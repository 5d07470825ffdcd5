//! Generation and playback settings
use std::path::Path;
use std::time::Duration;

use serde::{Deserialize, Serialize};

use crate::Result;

const DEFAULT_WORKER_THREADS: usize = 3;
const DEFAULT_EXTENSION: &str = "ptsim";
const DEFAULT_EXPRESSIONS_EXTENSION: &str = "ptexp";

const DEFAULT_READ_TIMEOUT_MS: u64 = 100;
const DEFAULT_READ_COUNT: usize = 10;
const DEFAULT_RESPONSE_TIMEOUT_MS: u64 = 500;
const DEFAULT_RESPONSE_ATTEMPTS: usize = 3;
const DEFAULT_CONNECT_TIMEOUT_MS: u64 = 2000;
const DEFAULT_RECONNECT_ATTEMPTS: usize = 3;
const DEFAULT_RECONNECT_BACKOFF_MS: u64 = 250;

/// Configuration for building a simulation from a log
#[derive(Debug, Clone, PartialEq, Eq, Serialize, Deserialize)]
#[serde(default)]
pub struct GeneratorConfig {
    /// Invert filter polarity so the simulation answers as the vehicle side
    pub invert_filters: bool,
    /// Threads used for parsing, grouping and assembly
    pub worker_threads: usize,
    /// File extension of saved simulations
    pub extension: String,
    /// File extension of saved expression sets
    pub expressions_extension: String,
}

impl Default for GeneratorConfig {
    fn default() -> Self {
        Self {
            invert_filters: true,
            worker_threads: DEFAULT_WORKER_THREADS,
            extension: DEFAULT_EXTENSION.to_string(),
            expressions_extension: DEFAULT_EXPRESSIONS_EXTENSION.to_string(),
        }
    }
}

impl GeneratorConfig {
    pub fn new() -> Self {
        Self::default()
    }

    pub fn from_json(json: &str) -> Result<Self> {
        Ok(serde_json::from_str(json)?)
    }

    pub fn from_json_file(path: impl AsRef<Path>) -> Result<Self> {
        Self::from_json(&std::fs::read_to_string(path)?)
    }
}

/// Configuration for replaying a simulation against a transport
#[derive(Debug, Clone, PartialEq, Eq, Serialize, Deserialize)]
#[serde(default)]
pub struct PlayerConfig {
    /// Max time a single read waits for traffic
    #[serde(with = "millis")]
    pub read_timeout: Duration,
    /// Max messages taken per read
    pub read_count: usize,
    /// Max time a single response write may take
    #[serde(with = "millis")]
    pub response_timeout: Duration,
    /// Write attempts per response batch
    pub response_attempts: usize,
    /// Max time opening the device may take
    #[serde(with = "millis")]
    pub connect_timeout: Duration,
    /// Reconnect cycles after a disconnect before giving up
    pub reconnect_attempts: usize,
    /// Wait between reconnect cycles
    #[serde(with = "millis")]
    pub reconnect_backoff: Duration,
    pub responses_enabled: bool,
}

impl Default for PlayerConfig {
    fn default() -> Self {
        Self {
            read_timeout: Duration::from_millis(DEFAULT_READ_TIMEOUT_MS),
            read_count: DEFAULT_READ_COUNT,
            response_timeout: Duration::from_millis(DEFAULT_RESPONSE_TIMEOUT_MS),
            response_attempts: DEFAULT_RESPONSE_ATTEMPTS,
            connect_timeout: Duration::from_millis(DEFAULT_CONNECT_TIMEOUT_MS),
            reconnect_attempts: DEFAULT_RECONNECT_ATTEMPTS,
            reconnect_backoff: Duration::from_millis(DEFAULT_RECONNECT_BACKOFF_MS),
            responses_enabled: true,
        }
    }
}

impl PlayerConfig {
    pub fn new() -> Self {
        Self::default()
    }

    pub fn from_json(json: &str) -> Result<Self> {
        Ok(serde_json::from_str(json)?)
    }

    pub fn from_json_file(path: impl AsRef<Path>) -> Result<Self> {
        Self::from_json(&std::fs::read_to_string(path)?)
    }
}

/// Durations as whole milliseconds
mod millis {
    use std::time::Duration;

    use serde::{Deserialize, Deserializer, Serializer};

    pub fn serialize<S: Serializer>(duration: &Duration, serializer: S) -> Result<S::Ok, S::Error> {
        serializer.serialize_u64(duration.as_millis() as u64)
    }

    pub fn deserialize<'de, D: Deserializer<'de>>(deserializer: D) -> Result<Duration, D::Error> {
        u64::deserialize(deserializer).map(Duration::from_millis)
    }
}

#[cfg(test)]
mod tests {
    use super::*;

    #[test]
    fn generator_defaults() {
        let config = GeneratorConfig::default();
        assert!(config.invert_filters);
        assert_eq!(config.worker_threads, 3);
        assert_eq!(config.extension, "ptsim");
        assert_eq!(config.expressions_extension, "ptexp");
    }

    #[test]
    fn partial_json_keeps_defaults() {
        let config = PlayerConfig::from_json(r#"{ "read_timeout": 20, "responses_enabled": false }"#).unwrap();
        assert_eq!(config.read_timeout, Duration::from_millis(20));
        assert!(!config.responses_enabled);
        assert_eq!(config.read_count, 10);
        assert_eq!(config.connect_timeout, Duration::from_millis(2000));
    }

    #[test]
    fn durations_written_as_millis() {
        let json = serde_json::to_value(PlayerConfig::default()).unwrap();
        assert_eq!(json["reconnect_backoff"], 250);
        assert_eq!(json["response_timeout"], 500);
    }

    #[test]
    fn invalid_json() {
        assert!(matches!(
            GeneratorConfig::from_json("{ \"worker_threads\": -1 }"),
            Err(crate::Error::Persistence(_))
        ));
    }
}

+ + + + + + +

YOUR GOAL.
Output an exact copy of the listing.

EXERCISE SOLUTION.
repository 5d07470825ffdcd5
//! Generation and playback settings
use std::path::Path;
use std::time::Duration;

use serde::{Deserialize, Serialize};

use crate::Result;

const DEFAULT_WORKER_THREADS: usize = 3;
const DEFAULT_EXTENSION: &str = "ptsim";
const DEFAULT_EXPRESSIONS_EXTENSION: &str = "ptexp";

const DEFAULT_READ_TIMEOUT_MS: u64 = 100;
const DEFAULT_READ_COUNT: usize = 10;
const DEFAULT_RESPONSE_TIMEOUT_MS: u64 = 500;
const DEFAULT_RESPONSE_ATTEMPTS: usize = 3;
const DEFAULT_CONNECT_TIMEOUT_MS: u64 = 2000;
const DEFAULT_RECONNECT_ATTEMPTS: usize = 3;
const DEFAULT_RECONNECT_BACKOFF_MS: u64 = 250;

/// Configuration for building a simulation from a log
#[derive(Debug, Clone, PartialEq, Eq, Serialize, Deserialize)]
#[serde(default)]
pub struct GeneratorConfig {
    /// Invert filter polarity so the simulation answers as the vehicle side
    pub invert_filters: bool,
    /// Threads used for parsing, grouping and assembly
    pub worker_threads: usize,
    /// File extension of saved simulations
    pub extension: String,
    /// File extension of saved expression sets
    pub expressions_extension: String,
}

impl Default for GeneratorConfig {
    fn default() -> Self {
        Self {
            invert_filters: true,
            worker_threads: DEFAULT_WORKER_THREADS,
            extension: DEFAULT_EXTENSION.to_string(),
            expressions_extension: DEFAULT_EXPRESSIONS_EXTENSION.to_string(),
        }
    }
}

impl GeneratorConfig {
    pub fn new() -> Self {
        Self::default()
    }

    pub fn from_json(json: &str) -> Result<Self> {
        Ok(serde_json::from_str(json)?)
    }

    pub fn from_json_file(path: impl AsRef<Path>) -> Result<Self> {
        Self::from_json(&std::fs::read_to_string(path)?)
    }
}

/// Configuration for replaying a simulation against a transport
#[derive(Debug, Clone, PartialEq, Eq, Serialize, Deserialize)]
#[serde(default)]
pub struct PlayerConfig {
    /// Max time a single read waits for traffic
    #[serde(with = "millis")]
    pub read_timeout: Duration,
    /// Max messages taken per read
    pub read_count: usize,
    /// Max time a single response write may take
    #[serde(with = "millis")]
    pub response_timeout: Duration,
    /// Write attempts per response batch
    pub response_attempts: usize,
    /// Max time opening the device may take
    #[serde(with = "millis")]
    pub connect_timeout: Duration,
    /// Reconnect cycles after a disconnect before giving up
    pub reconnect_attempts: usize,
    /// Wait between reconnect cycles
    #[serde(with = "millis")]
    pub reconnect_backoff: Duration,
    pub responses_enabled: bool,
}

impl Default for PlayerConfig {
    fn default() -> Self {
        Self {
            read_timeout: Duration::from_millis(DEFAULT_READ_TIMEOUT_MS),
            read_count: DEFAULT_READ_COUNT,
            response_timeout: Duration::from_millis(DEFAULT_RESPONSE_TIMEOUT_MS),
            response_attempts: DEFAULT_RESPONSE_ATTEMPTS,
            connect_timeout: Duration::from_millis(DEFAULT_CONNECT_TIMEOUT_MS),
            reconnect_attempts: DEFAULT_RECONNECT_ATTEMPTS,
            reconnect_backoff: Duration::from_millis(DEFAULT_RECONNECT_BACKOFF_MS),
            responses_enabled: true,
        }
    }
}

impl PlayerConfig {
    pub fn new() -> Self {
        Self::default()
    }

    pub fn from_json(json: &str) -> Result<Self> {
        Ok(serde_json::from_str(json)?)
    }

    pub fn from_json_file(path: impl AsRef<Path>) -> Result<Self> {
        Self::from_json(&std::fs::read_to_string(path)?)
    }
}

/// Durations as whole milliseconds
mod millis {
    use std::time::Duration;

    use serde::{Deserialize, Deserializer, Serializer};

    pub fn serialize<S: Serializer>(duration: &Duration, serializer: S) -> Result<S::Ok, S::Error> {
        serializer.serialize_u64(duration.as_millis() as u64)
    }

    pub fn deserialize<'de, D: Deserializer<'de>>(deserializer: D) -> Result<Duration, D::Error> {
        u64::deserialize(deserializer).map(Duration::from_millis)
    }
}

#[cfg(test)]
mod tests {
    use super::*;

    #[test]
    fn generator_defaults() {
        let config = GeneratorConfig::default();
        assert!(config.invert_filters);
        assert_eq!(config.worker_threads, 3);
        assert_eq!(config.extension, "ptsim");
        assert_eq!(config.expressions_extension, "ptexp");
    }

    #[test]
    fn partial_json_keeps_defaults() {
        let config = PlayerConfig::from_json(r#"{ "read_timeout": 20, "responses_enabled": false }"#).unwrap();
        assert_eq!(config.read_timeout, Duration::from_millis(20));
        assert!(!config.responses_enabled);
        assert_eq!(config.read_count, 10);
        assert_eq!(config.connect_timeout, Duration::from_millis(2000));
    }

    #[test]
    fn durations_written_as_millis() {
        let json = serde_json::to_value(PlayerConfig::default()).unwrap();
        assert_eq!(json["reconnect_backoff"], 250);
        assert_eq!(json["response_timeout"], 500);
    }

    #[test]
    fn invalid_json() {
        assert!(matches!(
            GeneratorConfig::from_json("{ \"worker_threads\": -1 }"),
            Err(crate::Error::Persistence(_))
        ));
    }
}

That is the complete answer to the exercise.